Whole-genome variant detection in long-read sequencing data from ultra-low input tumor samples

Long-read sequencing (LRS) provides a more complete view of the genome than short-read sequencing, with advantages in haplotype phasing, structural variant detection, and access to difficult-to-map regions. One limitation of LRS has been high input DNA requirements, with several micrograms required per sample. Here we evaluate two methods of amplification-based long-read, whole-genome sequencing: Ultra-Low Input HiFi (ULI-HiFi) sequencing and droplet multiple displacement amplification (dMDA) sequencing.
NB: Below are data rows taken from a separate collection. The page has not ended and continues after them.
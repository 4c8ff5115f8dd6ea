use crate::{
    auth::auth::AuthUser,
    error::AppError,
    model::{department::Department, designation::Designation},
    utils::db_utils::{DEPARTMENT_COLUMNS, DESIGNATION_COLUMNS, build_update_sql, execute_update},
};
use actix_web::{HttpResponse, Responder, web};
use serde::Deserialize;
use serde_json::{Value, json};
use sqlx::MySqlPool;
use tracing::info;
use utoipa::ToSchema;

fn default_active() -> bool {
    true
}

#[derive(Debug, Deserialize, ToSchema)]
pub struct CreateDepartment {
    #[schema(example = "Operations")]
    pub name: String,
    pub description: Option<String>,
    #[serde(default = "default_active")]
    pub is_active: bool,
}

#[derive(Debug, Deserialize, ToSchema)]
pub struct CreateDesignation {
    #[schema(example = "Crane Operator")]
    pub name: String,
    pub department_id: Option<u64>,
    pub description: Option<String>,
    #[serde(default = "default_active")]
    pub is_active: bool,
}

fn require_name(name: &str) -> Result<&str, AppError> {
    let name = name.trim();
    if name.is_empty() {
        return Err(AppError::bad_request("name is required"));
    }
    Ok(name)
}

/// Employees still pointing at a department or designation.
async fn employees_referencing(pool: &MySqlPool, column: &str, id: u64) -> Result<i64, AppError> {
    let sql = format!(
        "SELECT COUNT(*) FROM employees WHERE {} = ? AND deleted_at IS NULL",
        column
    );
    let count: i64 = sqlx::query_scalar(&sql).bind(id).fetch_one(pool).await?;
    Ok(count)
}

async fn fetch_department(pool: &MySqlPool, id: u64) -> Result<Department, AppError> {
    sqlx::query_as::<_, Department>(
        "SELECT id, name, description, is_active, created_at FROM departments WHERE id = ?",
    )
    .bind(id)
    .fetch_optional(pool)
    .await?
    .ok_or_else(|| AppError::not_found("Department not found"))
}

async fn fetch_designation(pool: &MySqlPool, id: u64) -> Result<Designation, AppError> {
    sqlx::query_as::<_, Designation>(
        "SELECT id, name, department_id, description, is_active, created_at FROM designations WHERE id = ?",
    )
    .bind(id)
    .fetch_optional(pool)
    .await?
    .ok_or_else(|| AppError::not_found("Designation not found"))
}

#[utoipa::path(
    get,
    path = "/api/departments",
    responses((status = 200, body = [Department])),
    tag = "Organization",
    security(("bearer_auth" = []))
)]
pub async fn list_departments(_auth: AuthUser, pool: web::Data<MySqlPool>) -> actix_web::Result<impl Responder> {
    let departments = sqlx::query_as::<_, Department>(
        "SELECT id, name, description, is_active, created_at FROM departments ORDER BY name",
    )
    .fetch_all(pool.get_ref())
    .await
    .map_err(AppError::from)?;

    Ok(HttpResponse::Ok().json(departments))
}

#[utoipa::path(
    get,
    path = "/api/departments/{department_id}",
    params(("department_id", Path, description = "Department ID")),
    responses(
        (status = 200, body = Department),
        (status = 404, description = "Department not found")
    ),
    tag = "Organization",
    security(("bearer_auth" = []))
)]
pub async fn get_department(
    _auth: AuthUser,
    pool: web::Data<MySqlPool>,
    path: web::Path<u64>,
) -> actix_web::Result<impl Responder> {
    let department = fetch_department(pool.get_ref(), path.into_inner()).await?;
    Ok(HttpResponse::Ok().json(department))
}

#[utoipa::path(
    post,
    path = "/api/departments",
    request_body = CreateDepartment,
    responses(
        (status = 201, body = Department),
        (status = 409, description = "Name already taken")
    ),
    tag = "Organization",
    security(("bearer_auth" = []))
)]
pub async fn create_department(
    auth: AuthUser,
    pool: web::Data<MySqlPool>,
    payload: web::Json<CreateDepartment>,
) -> actix_web::Result<impl Responder> {
    auth.require_hr_or_admin()?;
    let name = require_name(&payload.name)?;

    let id = sqlx::query("INSERT INTO departments (name, description, is_active) VALUES (?, ?, ?)")
        .bind(name)
        .bind(&payload.description)
        .bind(payload.is_active)
        .execute(pool.get_ref())
        .await
        .map_err(AppError::from)?
        .last_insert_id();

    info!(department_id = id, name, "Department created");
    let department = fetch_department(pool.get_ref(), id).await?;
    Ok(HttpResponse::Created().json(department))
}

#[utoipa::path(
    put,
    path = "/api/departments/{department_id}",
    params(("department_id", Path, description = "Department ID")),
    request_body = Object,
    responses(
        (status = 200, body = Department),
        (status = 404, description = "Department not found")
    ),
    tag = "Organization",
    security(("bearer_auth" = []))
)]
pub async fn update_department(
    auth: AuthUser,
    pool: web::Data<MySqlPool>,
    path: web::Path<u64>,
    body: web::Json<Value>,
) -> actix_web::Result<impl Responder> {
    auth.require_hr_or_admin()?;
    let id = path.into_inner();

    let update = build_update_sql(&DEPARTMENT_COLUMNS, &body, "id", id)?;
    if execute_update(pool.get_ref(), update).await.map_err(AppError::from)? == 0 {
        // MySQL reports zero rows when nothing changed, so tell the cases apart.
        fetch_department(pool.get_ref(), id).await?;
    }

    let department = fetch_department(pool.get_ref(), id).await?;
    Ok(HttpResponse::Ok().json(department))
}

#[utoipa::path(
    delete,
    path = "/api/departments/{department_id}",
    params(("department_id", Path, description = "Department ID")),
    responses(
        (status = 200, body = Object, example = json!({ "message": "Successfully deleted" })),
        (status = 404, description = "Department not found"),
        (status = 409, description = "Department still has employees")
    ),
    tag = "Organization",
    security(("bearer_auth" = []))
)]
pub async fn delete_department(
    auth: AuthUser,
    pool: web::Data<MySqlPool>,
    path: web::Path<u64>,
) -> actix_web::Result<impl Responder> {
    auth.require_admin()?;
    let id = path.into_inner();

    let in_use = employees_referencing(pool.get_ref(), "department_id", id).await?;
    if in_use > 0 {
        return Err(AppError::conflict(format!("Department is assigned to {} employee(s)", in_use)).into());
    }

    let result = sqlx::query("DELETE FROM departments WHERE id = ?")
        .bind(id)
        .execute(pool.get_ref())
        .await
        .map_err(AppError::from)?;

    if result.rows_affected() == 0 {
        return Err(AppError::not_found("Department not found").into());
    }

    Ok(HttpResponse::Ok().json(json!({ "message": "Successfully deleted" })))
}

#[utoipa::path(
    get,
    path = "/api/designations",
    responses((status = 200, body = [Designation])),
    tag = "Organization",
    security(("bearer_auth" = []))
)]
pub async fn list_designations(_auth: AuthUser, pool: web::Data<MySqlPool>) -> actix_web::Result<impl Responder> {
    let designations = sqlx::query_as::<_, Designation>(
        "SELECT id, name, department_id, description, is_active, created_at FROM designations ORDER BY name",
    )
    .fetch_all(pool.get_ref())
    .await
    .map_err(AppError::from)?;

    Ok(HttpResponse::Ok().json(designations))
}

#[utoipa::path(
    get,
    path = "/api/designations/{designation_id}",
    params(("designation_id", Path, description = "Designation ID")),
    responses(
        (status = 200, body = Designation),
        (status = 404, description = "Designation not found")
    ),
    tag = "Organization",
    security(("bearer_auth" = []))
)]
pub async fn get_designation(
    _auth: AuthUser,
    pool: web::Data<MySqlPool>,
    path: web::Path<u64>,
) -> actix_web::Result<impl Responder> {
    let designation = fetch_designation(pool.get_ref(), path.into_inner()).await?;
    Ok(HttpResponse::Ok().json(designation))
}

#[utoipa::path(
    post,
    path = "/api/designations",
    request_body = CreateDesignation,
    responses(
        (status = 201, body = Designation),
        (status = 409, description = "Unknown department")
    ),
    tag = "Organization",
    security(("bearer_auth" = []))
)]
pub async fn create_designation(
    auth: AuthUser,
    pool: web::Data<MySqlPool>,
    payload: web::Json<CreateDesignation>,
) -> actix_web::Result<impl Responder> {
    auth.require_hr_or_admin()?;
    let name = require_name(&payload.name)?;

    let id = sqlx::query(
        "INSERT INTO designations (name, department_id, description, is_active) VALUES (?, ?, ?, ?)",
    )
    .bind(name)
    .bind(payload.department_id)
    .bind(&payload.description)
    .bind(payload.is_active)
    .execute(pool.get_ref())
    .await
    .map_err(AppError::from)?
    .last_insert_id();

    info!(designation_id = id, name, "Designation created");
    let designation = fetch_designation(pool.get_ref(), id).await?;
    Ok(HttpResponse::Created().json(designation))
}

#[utoipa::path(
    put,
    path = "/api/designations/{designation_id}",
    params(("designation_id", Path, description = "Designation ID")),
    request_body = Object,
    responses(
        (status = 200, body = Designation),
        (status = 404, description = "Designation not found")
    ),
    tag = "Organization",
    security(("bearer_auth" = []))
)]
pub async fn update_designation(
    auth: AuthUser,
    pool: web::Data<MySqlPool>,
    path: web::Path<u64>,
    body: web::Json<Value>,
) -> actix_web::Result<impl Responder> {
    auth.require_hr_or_admin()?;
    let id = path.into_inner();

    let update = build_update_sql(&DESIGNATION_COLUMNS, &body, "id", id)?;
    if execute_update(pool.get_ref(), update).await.map_err(AppError::from)? == 0 {
        fetch_designation(pool.get_ref(), id).await?;
    }

    let designation = fetch_designation(pool.get_ref(), id).await?;
    Ok(HttpResponse::Ok().json(designation))
}

#[utoipa::path(
    delete,
    path = "/api/designations/{designation_id}",
    params(("designation_id", Path, description = "Designation ID")),
    responses(
        (status = 200, body = Object, example = json!({ "message": "Successfully deleted" })),
        (status = 404, description = "Designation not found"),
        (status = 409, description = "Designation still has employees")
    ),
    tag = "Organization",
    security(("bearer_auth" = []))
)]
pub async fn delete_designation(
    auth: AuthUser,
    pool: web::Data<MySqlPool>,
    path: web::Path<u64>,
) -> actix_web::Result<impl Responder> {
    auth.require_admin()?;
    let id = path.into_inner();

    let in_use = employees_referencing(pool.get_ref(), "designation_id", id).await?;
    if in_use > 0 {
        return Err(AppError::conflict(format!("Designation is assigned to {} employee(s)", in_use)).into());
    }

    let result = sqlx::query("DELETE FROM designations WHERE id = ?")
        .bind(id)
        .execute(pool.get_ref())
        .await
        .map_err(AppError::from)?;

    if result.rows_affected() == 0 {
        return Err(AppError::not_found("Designation not found").into());
    }

    Ok(HttpResponse::Ok().json(json!({ "message": "Successfully deleted" })))
}

#[cfg(test)]
mod tests {
    use super::*;

    #[test]
    fn names_are_trimmed_and_required() {
        assert_eq!(require_name("  Workshop ").unwrap(), "Workshop");
        assert!(require_name("   ").is_err());
    }

    #[test]
    fn department_payload_defaults_to_active() {
        let payload: CreateDepartment = serde_json::from_value(json!({ "name": "Logistics" })).unwrap();
        assert!(payload.is_active);
        assert!(payload.description.is_none());
    }
}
When these methods were benchmarked against a reference sample, HG002, we observed high precision and recall of single nucleotide variants (SNVs) with ULI-HiFi compared to the dMDA-amplified samples. ULI-HiFi successfully illuminated several medically-important genes that were poorly covered with short-read DNA sequencing. Because ULI-HiFi only requires ~10 nanograms of DNA, we extended ULI-HiFi to sequence adenocarcinoma and polyp samples from a patient with familial adenomatous polyposis, a hereditary form of colorectal cancer. This analysis revealed SNVs and structural variants not detected by short-read sequencing technologies. ULI-HiFi will enable the improved characterization of genetic variants in dark regions of the genome from precious clinical samples, which will allow for a better understanding of human disease and more efficacious precision medicines.